*** Opening GIVEN ENTRIES ***

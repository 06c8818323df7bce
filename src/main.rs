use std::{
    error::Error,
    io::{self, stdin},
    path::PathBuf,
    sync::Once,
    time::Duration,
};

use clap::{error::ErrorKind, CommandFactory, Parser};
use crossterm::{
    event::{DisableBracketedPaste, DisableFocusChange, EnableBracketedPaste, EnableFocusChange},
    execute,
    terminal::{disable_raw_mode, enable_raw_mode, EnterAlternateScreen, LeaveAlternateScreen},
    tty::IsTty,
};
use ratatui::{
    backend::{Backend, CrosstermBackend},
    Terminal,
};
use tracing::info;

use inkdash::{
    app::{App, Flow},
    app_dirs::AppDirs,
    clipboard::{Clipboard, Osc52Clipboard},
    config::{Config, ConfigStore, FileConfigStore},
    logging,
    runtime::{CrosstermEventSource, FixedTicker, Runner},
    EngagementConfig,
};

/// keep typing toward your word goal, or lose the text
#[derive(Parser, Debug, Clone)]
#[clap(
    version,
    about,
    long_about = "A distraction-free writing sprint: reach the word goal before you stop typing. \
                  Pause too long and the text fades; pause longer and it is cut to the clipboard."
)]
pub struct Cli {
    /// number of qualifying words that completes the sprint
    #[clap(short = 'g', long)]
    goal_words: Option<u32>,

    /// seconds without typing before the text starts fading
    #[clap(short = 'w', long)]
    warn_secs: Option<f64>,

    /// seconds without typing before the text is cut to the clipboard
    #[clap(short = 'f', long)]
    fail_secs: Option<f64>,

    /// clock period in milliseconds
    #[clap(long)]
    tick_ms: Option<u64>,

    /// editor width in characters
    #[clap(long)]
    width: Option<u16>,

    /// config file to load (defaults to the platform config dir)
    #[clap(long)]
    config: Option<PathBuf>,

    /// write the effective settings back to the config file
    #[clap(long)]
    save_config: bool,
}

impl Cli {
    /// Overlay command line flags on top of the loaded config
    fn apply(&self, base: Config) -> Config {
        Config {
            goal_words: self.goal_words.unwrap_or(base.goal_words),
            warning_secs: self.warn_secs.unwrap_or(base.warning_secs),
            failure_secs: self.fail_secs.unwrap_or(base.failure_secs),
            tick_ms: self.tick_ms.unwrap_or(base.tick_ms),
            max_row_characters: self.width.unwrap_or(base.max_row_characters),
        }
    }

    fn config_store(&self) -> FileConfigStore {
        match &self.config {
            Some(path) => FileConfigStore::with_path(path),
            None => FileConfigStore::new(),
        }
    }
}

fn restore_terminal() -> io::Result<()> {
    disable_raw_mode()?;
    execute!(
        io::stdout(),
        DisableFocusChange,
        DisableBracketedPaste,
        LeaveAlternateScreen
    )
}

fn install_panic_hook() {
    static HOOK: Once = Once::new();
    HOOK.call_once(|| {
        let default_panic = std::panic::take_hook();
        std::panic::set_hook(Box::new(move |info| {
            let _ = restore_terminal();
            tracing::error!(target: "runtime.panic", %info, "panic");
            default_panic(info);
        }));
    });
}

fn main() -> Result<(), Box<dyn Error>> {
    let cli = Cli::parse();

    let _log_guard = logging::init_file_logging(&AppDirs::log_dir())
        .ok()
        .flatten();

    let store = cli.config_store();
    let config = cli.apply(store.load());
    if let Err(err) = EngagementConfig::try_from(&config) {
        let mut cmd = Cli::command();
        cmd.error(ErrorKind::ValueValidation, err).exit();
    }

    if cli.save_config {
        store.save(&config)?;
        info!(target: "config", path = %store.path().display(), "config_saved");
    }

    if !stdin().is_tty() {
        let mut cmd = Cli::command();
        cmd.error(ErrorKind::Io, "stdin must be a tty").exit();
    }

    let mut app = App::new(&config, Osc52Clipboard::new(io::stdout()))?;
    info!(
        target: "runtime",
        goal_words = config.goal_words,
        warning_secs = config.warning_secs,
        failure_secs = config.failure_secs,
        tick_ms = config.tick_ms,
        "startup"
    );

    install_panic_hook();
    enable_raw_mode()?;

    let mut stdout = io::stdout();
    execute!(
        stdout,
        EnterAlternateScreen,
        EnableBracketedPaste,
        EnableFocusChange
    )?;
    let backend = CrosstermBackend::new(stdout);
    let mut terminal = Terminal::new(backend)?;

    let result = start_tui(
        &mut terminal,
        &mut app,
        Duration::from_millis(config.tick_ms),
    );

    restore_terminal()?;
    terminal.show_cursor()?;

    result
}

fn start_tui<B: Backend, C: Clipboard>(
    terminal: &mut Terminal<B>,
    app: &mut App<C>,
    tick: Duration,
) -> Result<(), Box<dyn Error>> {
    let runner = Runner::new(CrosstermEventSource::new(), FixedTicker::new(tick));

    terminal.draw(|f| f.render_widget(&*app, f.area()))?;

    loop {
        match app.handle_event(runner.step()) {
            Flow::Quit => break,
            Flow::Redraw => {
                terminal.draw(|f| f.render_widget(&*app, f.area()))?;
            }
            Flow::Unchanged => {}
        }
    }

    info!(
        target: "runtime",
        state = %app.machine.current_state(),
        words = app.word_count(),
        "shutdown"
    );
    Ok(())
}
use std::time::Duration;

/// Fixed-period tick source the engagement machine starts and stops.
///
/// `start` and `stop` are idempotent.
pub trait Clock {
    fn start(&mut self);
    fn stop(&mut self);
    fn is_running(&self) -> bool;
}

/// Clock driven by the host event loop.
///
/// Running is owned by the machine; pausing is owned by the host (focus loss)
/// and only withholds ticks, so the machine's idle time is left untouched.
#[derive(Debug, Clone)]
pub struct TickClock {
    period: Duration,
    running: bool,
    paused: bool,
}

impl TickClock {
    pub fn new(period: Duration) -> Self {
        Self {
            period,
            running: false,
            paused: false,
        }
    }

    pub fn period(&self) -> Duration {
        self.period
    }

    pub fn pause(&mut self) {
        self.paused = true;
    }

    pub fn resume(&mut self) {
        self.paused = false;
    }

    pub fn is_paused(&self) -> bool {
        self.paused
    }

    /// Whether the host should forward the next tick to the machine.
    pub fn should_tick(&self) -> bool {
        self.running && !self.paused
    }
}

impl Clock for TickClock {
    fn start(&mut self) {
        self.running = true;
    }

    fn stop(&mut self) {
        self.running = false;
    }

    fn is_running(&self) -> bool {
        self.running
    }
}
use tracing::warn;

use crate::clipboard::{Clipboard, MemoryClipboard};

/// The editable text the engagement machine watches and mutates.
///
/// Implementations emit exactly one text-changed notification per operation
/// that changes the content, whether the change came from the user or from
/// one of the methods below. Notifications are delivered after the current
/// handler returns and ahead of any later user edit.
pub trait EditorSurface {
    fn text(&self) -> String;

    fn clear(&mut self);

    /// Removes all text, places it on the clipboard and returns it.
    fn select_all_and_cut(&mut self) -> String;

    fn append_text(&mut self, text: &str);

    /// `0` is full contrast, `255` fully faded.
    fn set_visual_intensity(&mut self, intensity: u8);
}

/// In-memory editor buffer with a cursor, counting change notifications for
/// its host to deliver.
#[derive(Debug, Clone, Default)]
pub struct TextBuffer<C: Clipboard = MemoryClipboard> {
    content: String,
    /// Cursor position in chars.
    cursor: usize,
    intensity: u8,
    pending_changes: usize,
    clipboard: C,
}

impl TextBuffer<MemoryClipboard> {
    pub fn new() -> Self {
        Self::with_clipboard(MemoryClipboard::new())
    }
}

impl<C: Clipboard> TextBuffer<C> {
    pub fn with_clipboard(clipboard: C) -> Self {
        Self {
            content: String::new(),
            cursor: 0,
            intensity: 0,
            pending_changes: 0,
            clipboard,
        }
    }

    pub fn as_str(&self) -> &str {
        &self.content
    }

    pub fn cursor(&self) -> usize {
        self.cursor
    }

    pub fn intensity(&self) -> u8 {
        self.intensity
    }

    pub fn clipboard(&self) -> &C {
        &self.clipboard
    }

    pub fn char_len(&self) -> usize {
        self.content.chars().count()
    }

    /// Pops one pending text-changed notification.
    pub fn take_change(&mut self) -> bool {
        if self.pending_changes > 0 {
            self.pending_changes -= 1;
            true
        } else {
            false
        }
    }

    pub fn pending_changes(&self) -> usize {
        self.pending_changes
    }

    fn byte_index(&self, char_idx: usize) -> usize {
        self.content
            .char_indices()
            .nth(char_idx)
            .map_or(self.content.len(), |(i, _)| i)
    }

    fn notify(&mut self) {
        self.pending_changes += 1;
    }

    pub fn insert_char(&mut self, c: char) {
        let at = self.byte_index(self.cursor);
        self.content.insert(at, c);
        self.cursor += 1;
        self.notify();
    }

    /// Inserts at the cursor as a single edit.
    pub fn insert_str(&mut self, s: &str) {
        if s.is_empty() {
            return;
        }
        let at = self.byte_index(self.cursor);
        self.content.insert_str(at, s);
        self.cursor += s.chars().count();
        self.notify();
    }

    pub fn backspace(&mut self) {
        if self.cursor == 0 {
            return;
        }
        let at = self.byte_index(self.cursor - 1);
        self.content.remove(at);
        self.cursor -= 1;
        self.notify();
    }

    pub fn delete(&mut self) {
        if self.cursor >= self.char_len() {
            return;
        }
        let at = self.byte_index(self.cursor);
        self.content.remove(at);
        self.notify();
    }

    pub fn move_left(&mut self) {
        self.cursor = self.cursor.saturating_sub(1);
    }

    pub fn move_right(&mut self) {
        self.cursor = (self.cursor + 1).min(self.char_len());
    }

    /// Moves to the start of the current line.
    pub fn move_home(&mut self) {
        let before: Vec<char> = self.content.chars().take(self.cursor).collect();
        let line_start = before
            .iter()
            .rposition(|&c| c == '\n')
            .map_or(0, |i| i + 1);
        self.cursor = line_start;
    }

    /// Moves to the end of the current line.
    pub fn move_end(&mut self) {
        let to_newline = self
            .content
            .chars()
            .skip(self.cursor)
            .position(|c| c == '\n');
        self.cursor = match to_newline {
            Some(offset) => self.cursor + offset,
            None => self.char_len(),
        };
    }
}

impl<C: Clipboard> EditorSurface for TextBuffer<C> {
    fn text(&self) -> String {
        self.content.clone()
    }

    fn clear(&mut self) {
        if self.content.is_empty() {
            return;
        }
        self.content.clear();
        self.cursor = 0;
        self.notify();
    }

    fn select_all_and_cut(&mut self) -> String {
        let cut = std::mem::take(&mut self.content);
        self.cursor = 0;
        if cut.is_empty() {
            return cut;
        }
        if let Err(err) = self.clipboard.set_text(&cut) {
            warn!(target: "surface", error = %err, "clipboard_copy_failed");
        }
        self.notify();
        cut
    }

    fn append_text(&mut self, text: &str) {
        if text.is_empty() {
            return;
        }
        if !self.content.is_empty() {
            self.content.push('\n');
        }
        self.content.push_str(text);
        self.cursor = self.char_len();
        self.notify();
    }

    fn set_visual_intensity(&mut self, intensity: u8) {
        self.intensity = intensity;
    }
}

*** Closing GIVEN ENTRIES ***

Where a line in the records above contains the word "before", copy that line.

    long_about = "A distraction-free writing sprint: reach the word goal before you stop typing. \
    /// seconds without typing before the text starts fading
    /// seconds without typing before the text is cut to the clipboard
        let before: Vec<char> = self.content.chars().take(self.cursor).collect();
        let line_start = before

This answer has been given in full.